◆ **EXERCISE DESCRIPTION**: From the data, copy out every line in which the word "level" appears.
◆ ◆ ◆ ◆ ◆
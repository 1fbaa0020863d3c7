pub mod preprocess;
pub mod processor;

use std::path::Path;

use crate::config::RunConfig;
use crate::error::AppResult;
use crate::registry::Processor;

pub struct GooglePhotosProcessor;

impl Processor for GooglePhotosProcessor {
    fn name(&self) -> &'static str {
        "Google Photos"
    }

    fn priority(&self) -> i32 {
        50
    }

    fn detect(&self, input_dir: &Path) -> bool {
        input_dir.join("Google Photos").is_dir()
    }

    fn process(&self, input_dir: &Path, output_dir: &Path, config: &RunConfig) -> AppResult<()> {
        preprocess::run(input_dir, output_dir, config)?;
        processor::finalize(output_dir, config)
    }
}
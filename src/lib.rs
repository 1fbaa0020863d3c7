//! Memoria — media archive consolidator.
//!
//! Ingests raw export archives from chat and photo platforms, reconciles
//! media against per-source metadata, deduplicates by content hash, and
//! writes a normalized archival library with metadata embedded directly
//! into each file.

pub mod banned_paths;
pub mod config;
pub mod error;
pub mod failure_tracker;
pub mod file_type;
pub mod hasher;
pub mod logging;
pub mod matching;
pub mod metadata_embed;
pub mod models;
pub mod overlay;
pub mod processors;
pub mod registry;
pub mod subprocess;
pub mod video_encoder;

pub use config::RunConfig;
pub use error::{AppError, AppResult};
pub use registry::Registry;

/// Builds a registry with every built-in processor registered.
pub fn default_registry() -> Registry {
    let mut registry = Registry::new();
    processors::register_all(&mut registry);
    registry
}
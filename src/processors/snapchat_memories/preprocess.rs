//! Snapchat Memories preprocessor: the metadata is already array-shaped and
//! pre-paired with its media, so this stage is mostly validate-copy-emit.

use std::fs;
use std::path::Path;

use chrono::NaiveDateTime;
use log::info;
use serde::{Deserialize, Serialize};
use serde_json::Value;

use crate::banned_paths::BannedPathFilter;
use crate::config::RunConfig;
use crate::error::AppResult;
use crate::failure_tracker::FailureTracker;
use crate::hasher::hash_file;
use crate::models::{HashRegistry, MatchContext};

const DATE_FORMAT: &str = "%Y-%m-%d %H:%M:%S UTC";

#[derive(Debug, Clone, Serialize, Deserialize)]
pub struct MemoryEntry {
    pub date: String,
    pub media_type: String,
    pub media_filename: String,
    pub overlay_filename: Option<String>,
}

#[derive(Debug, Clone, Serialize)]
pub struct MemoryRecord {
    pub date: String,
    pub media_type: String,
    pub filename: String,
    pub overlay_filename: Option<String>,
    pub content_hash: String,
}

#[derive(Debug, Serialize)]
struct SnapchatMemoriesManifest {
    export_path: String,
    total_memories: usize,
    media: Vec<MemoryRecord>,
}

/// Parses a Snapchat Memories timestamp (`"2021-01-01 12:00:00 UTC"`). Used
/// purely for validation here; ordering and display both rely on the raw
/// string surviving unchanged into `metadata.json`.
fn parse_date(date: &str) -> Option<NaiveDateTime> {
    NaiveDateTime::parse_from_str(date.trim_end_matches(" UTC"), "%Y-%m-%d %H:%M:%S").ok()
}

pub fn run(root: &Path, output_dir: &Path, _config: &RunConfig) -> AppResult<()> {
    let metadata_path = root.join("metadata.json");
    let media_root = root.join("media");
    let overlays_root = root.join("overlays");

    let entries: Vec<MemoryEntry> = serde_json::from_str(&fs::read_to_string(&metadata_path)?)?;

    let media_out = output_dir.join("media");
    let overlays_out = output_dir.join("overlays");
    fs::create_dir_all(&media_out)?;
    fs::create_dir_all(&overlays_out)?;

    let banned = BannedPathFilter::new();
    let tracker = FailureTracker::new("Snapchat Memories", root.to_string_lossy());
    let hash_registry = HashRegistry::new();

    let mut records = Vec::new();

    for entry in &entries {
        if parse_date(&entry.date).is_none() {
            tracker.add_processing_failure(
                Path::new(&entry.media_filename).to_path_buf(),
                serde_json::to_value(entry).unwrap_or(Value::Null),
                "unparseable date",
                format!("could not parse `{}`", entry.date),
                serde_json::json!({}),
            );
        }

        let media_path = media_root.join(&entry.media_filename);
        if !media_path.is_file() || banned.is_banned(&media_path) {
            tracker.add_orphaned_media(
                media_path.clone(),
                "media file referenced in metadata.json not found",
                serde_json::json!({"date": entry.date}),
            );
            continue;
        }

        let hash = match hash_file(&media_path) {
            Ok(h) => h,
            Err(e) => {
                tracker.add_processing_failure(
                    media_path.clone(),
                    Value::Null,
                    "hash failed",
                    e.to_string(),
                    serde_json::json!({}),
                );
                continue;
            }
        };

        let context = MatchContext::Snapchat { conversation_id: "memories".into(), message_index: records.len() };
        let is_first = hash_registry.claim(&hash, &entry.media_filename, &media_path, context);
        if is_first {
            fs::copy(&media_path, media_out.join(&entry.media_filename))?;
        }

        let mut overlay_filename = None;
        if let Some(overlay_name) = &entry.overlay_filename {
            let overlay_path = overlays_root.join(overlay_name);
            if overlay_path.is_file() {
                fs::copy(&overlay_path, overlays_out.join(overlay_name))?;
                overlay_filename = Some(overlay_name.clone());
            } else {
                info!("Snapchat Memories: overlay `{overlay_name}` referenced but missing, skipping composite");
            }
        }

        records.push(MemoryRecord {
            date: entry.date.clone(),
            media_type: entry.media_type.clone(),
            filename: entry.media_filename.clone(),
            overlay_filename,
            content_hash: hash,
        });
    }

    let manifest = SnapchatMemoriesManifest {
        export_path: root.to_string_lossy().to_string(),
        total_memories: entries.len(),
        media: records,
    };
    fs::write(output_dir.join("metadata.json"), serde_json::to_string_pretty(&manifest)?)?;
    tracker.handle_failures(output_dir);

    info!("Snapchat Memories: {} memories staged", manifest.total_memories);
    Ok(())
}

#[cfg(test)]
mod tests {
    use super::*;

    #[test]
    fn parses_snapchat_memories_date_format() {
        assert!(parse_date("2021-01-01 12:00:00 UTC").is_some());
    }

    #[test]
    fn rejects_malformed_date() {
        assert!(parse_date("not a date").is_none());
    }
}
pub fn run(input_dir: &Path, output_dir: &Path, config: &RunConfig) -> AppResult<()> {
    let root = input_dir.join("Google Photos");
    if !root.is_dir() {
        return Err(crate::error::AppError::Validation("Google Photos directory not found".into()));
    }

    let media_out = output_dir.join("media");
    fs::create_dir_all(&media_out)?;

    let banned = BannedPathFilter::new();
    let tracker = FailureTracker::new("Google Photos", input_dir.to_string_lossy());
    let hash_registry = HashRegistry::new();

    let mut file_records: HashMap<String, FileEntry> = HashMap::new();
    let mut matched_count = 0usize;
    let mut total_media = 0usize;

    for album_entry in fs::read_dir(&root)? {
        let album_entry = album_entry?;
        let album_path = album_entry.path();
        if !album_path.is_dir() || banned.is_banned(&album_path) {
            continue;
        }
        let album_name = album_path.file_name().unwrap_or_default().to_string_lossy().to_string();

        let mut media_candidates = Vec::new();
        let mut metadata_candidates = Vec::new();

        for entry in WalkDir::new(&album_path).into_iter().filter_map(|e| e.ok()) {
            let path = entry.path();
            if !path.is_file() || banned.is_banned(path) {
                continue;
            }
            let filename = path.file_name().unwrap_or_default().to_string_lossy().to_string();
            if filename.ends_with(".json") {
                if let Some((media_name, dup_index)) = derive_media_name(&filename) {
                    if let Ok(raw_text) = fs::read_to_string(path) {
                        if let Ok(raw) = serde_json::from_str::<Value>(&raw_text) {
                            let content: GooglePhotosMetadata = serde_json::from_value(raw.clone()).unwrap_or_default();
                            metadata_candidates.push(MetadataCandidate { media_name, dup_index, content, raw });
                        }
                    }
                }
            } else {
                media_candidates.push(MediaCandidate { path: path.to_path_buf(), filename, album: album_name.clone() });
            }
        }

        total_media += media_candidates.len();
        let mut used = vec![false; metadata_candidates.len()];

        for media in &media_candidates {
            let pool: Vec<(usize, &MetadataCandidate)> = metadata_candidates
                .iter()
                .enumerate()
                .filter(|(i, _)| !used[*i])
                .collect();

            let matched_index = match_media(media, &pool);

            let inferred = infer_file_type(&media.path, &media.filename, config.allow_cross_category);
            let hash = match hash_file(&media.path) {
                Ok(h) => h,
                Err(e) => {
                    tracker.add_orphaned_media(media.path.clone(), format!("hash failed: {e}"), serde_json::json!({"album": media.album}));
                    continue;
                }
            };

            let dest_filename = format!("{}.{}", stem_of(&media.filename), inferred.extension);
            let dest_path = media_out.join(&dest_filename);

            let context = MatchContext::GooglePhotos { album_name: media.album.clone() };
            let is_first = hash_registry.claim(&hash, &dest_filename, &media.path, context);
            if is_first {
                if let Err(e) = fs::copy(&media.path, &dest_path) {
                    tracker.add_orphaned_media(media.path.clone(), format!("copy failed: {e}"), serde_json::json!({"album": media.album}));
                    continue;
                }
            }

            let metadata = matched_index.map(|idx| {
                used[idx] = true;
                matched_count += 1;
                metadata_candidates[idx].content.clone()
            });
            if matched_index.is_none() {
                tracker.add_orphaned_media(
                    media.path.clone(),
                    "no metadata claimed this media file",
                    serde_json::json!({"album": media.album}),
                );
            }

            file_records
                .entry(hash.clone())
                .and_modify(|entry| {
                    if !entry.albums.contains(&media.album) {
                        entry.albums.push(media.album.clone());
                    }
                })
                .or_insert_with(|| FileEntry {
                    filename: dest_filename.clone(),
                    content_hash: hash.clone(),
                    albums: vec![media.album.clone()],
                    metadata,
                });
        }

        for (idx, candidate) in metadata_candidates.iter().enumerate() {
            if !used[idx] {
                tracker.add_orphaned_metadata(
                    candidate.raw.clone(),
                    "no media file matched this metadata entry",
                    serde_json::json!({"album": album_name}),
                );
            }
        }
    }

    let manifest = GooglePhotosManifest {
        export_info: ExportInfo {
            export_path: input_dir.to_string_lossy().to_string(),
            processed_date: Utc::now().to_rfc3339(),
            total_media,
            total_matched: matched_count,
        },
        media: file_records.into_values().collect(),
        orphaned_media: Vec::new(),
    };

    fs::write(output_dir.join("metadata.json"), serde_json::to_string_pretty(&manifest)?)?;
    tracker.handle_failures(output_dir);
    info!("Google Photos: {matched_count}/{total_media} media matched to metadata");
    if matched_count < total_media {
        warn!("Google Photos: {} media files had no matching metadata", total_media - matched_count);
    }

    Ok(())
}
//! Command-line entry point: detects and runs the preprocessors for a
//! single export directory, writing the normalized library under
//! `--output-dir`.

use std::path::PathBuf;
use std::process::exit;

use clap::Parser;
use log::{error, info};
use memoria::{default_registry, RunConfig};

/// Ingests a raw media-export archive into a deduplicated, metadata-rich
/// archival library.
#[derive(Parser, Debug)]
#[command(name = "memoria", version, about)]
struct Cli {
    /// Root directory of the export to process.
    input_dir: Option<PathBuf>,

    /// Directory the normalized library is written to.
    #[arg(short, long, default_value = "./memoria-output")]
    output_dir: PathBuf,

    /// Run only the named processor instead of every detected one.
    #[arg(long, value_name = "NAME")]
    processor: Option<String>,

    /// Number of parallel workers for hashing/copying.
    #[arg(long)]
    workers: Option<usize>,

    /// Skip network-bound steps (e.g. Discord CDN downloads).
    #[arg(long)]
    skip_upload: bool,

    /// Allow extension correction to cross image/video/audio categories.
    #[arg(long)]
    allow_cross_category: bool,

    /// Emit debug-level logging to stderr.
    #[arg(short, long)]
    verbose: bool,

    /// Print every registered processor's name and exit.
    #[arg(long)]
    list_processors: bool,
}

fn main() {
    let cli = Cli::parse();
    let registry = default_registry();

    if cli.list_processors {
        for name in registry.names() {
            println!("{name}");
        }
        exit(0);
    }

    let Some(input_dir) = cli.input_dir else {
        eprintln!("error: INPUT_DIR is required unless --list-processors is passed");
        exit(2);
    };

    if !input_dir.is_dir() {
        eprintln!("error: {} is not a directory", input_dir.display());
        exit(2);
    }

    if let Err(e) = memoria::logging::init(&cli.output_dir, cli.verbose) {
        eprintln!("error: failed to initialize logging: {e}");
        exit(2);
    }

    let mut config = RunConfig::new(input_dir.clone());
    config.output_dir = cli.output_dir.clone();
    config.processor_filter = cli.processor.clone();
    config.skip_upload = cli.skip_upload;
    config.verbose = cli.verbose;
    config.allow_cross_category = cli.allow_cross_category;
    if let Some(workers) = cli.workers {
        config.workers = workers;
    }

    if let Err(e) = rayon::ThreadPoolBuilder::new().num_threads(config.workers).build_global() {
        eprintln!("error: failed to initialize worker pool: {e}");
        exit(2);
    }

    info!("memoria: processing {}", input_dir.display());
    let ok = registry.run_all(&input_dir, &cli.output_dir, &config);

    if ok {
        info!("memoria: completed successfully, output at {}", cli.output_dir.display());
        exit(0);
    } else {
        error!("memoria: one or more processors failed, see {}/preprocessing.log", cli.output_dir.display());
        exit(1);
    }
}
//! Run configuration resolved once from CLI args and defaults.

use std::path::PathBuf;

/// Options resolved once at startup and threaded by reference into the
/// registry and every preprocessor. Not a global — unlike the encoder
/// profile and banned-path filter, which are process-wide singletons.
#[derive(Debug, Clone)]
pub struct RunConfig {
    pub input_dir: PathBuf,
    pub output_dir: PathBuf,
    pub processor_filter: Option<String>,
    pub workers: usize,
    pub skip_upload: bool,
    pub verbose: bool,
    /// Whether extension correction may cross MIME top-level categories
    /// (image <-> video <-> audio). Defaults to `false`; see the design
    /// notes for why same-category correction is the safer default.
    pub allow_cross_category: bool,
}

impl RunConfig {
    pub fn new(input_dir: PathBuf) -> Self {
        Self {
            input_dir,
            output_dir: PathBuf::from("./memoria-output"),
            processor_filter: None,
            workers: default_workers(),
            skip_upload: false,
            verbose: false,
            allow_cross_category: false,
        }
    }
}

/// `max(1, cpu_count - 1)`, leaving one core free for the main thread's
/// I/O and logging work.
pub fn default_workers() -> usize {
    num_cpus::get().saturating_sub(1).max(1)
}

#[cfg(test)]
mod tests {
    use super::*;

    #[test]
    fn default_workers_is_at_least_one() {
        assert!(default_workers() >= 1);
    }

    #[test]
    fn new_config_has_expected_defaults() {
        let cfg = RunConfig::new(PathBuf::from("/tmp/in"));
        assert_eq!(cfg.output_dir, PathBuf::from("./memoria-output"));
        assert!(!cfg.allow_cross_category);
        assert!(!cfg.skip_upload);
        assert!(cfg.processor_filter.is_none());
    }
}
◆ ◆ ◆ ◆ ◆
◆ **FINISHED TASK**:
    /// Emit debug-level logging to stderr.
    /// Whether extension correction may cross MIME top-level categories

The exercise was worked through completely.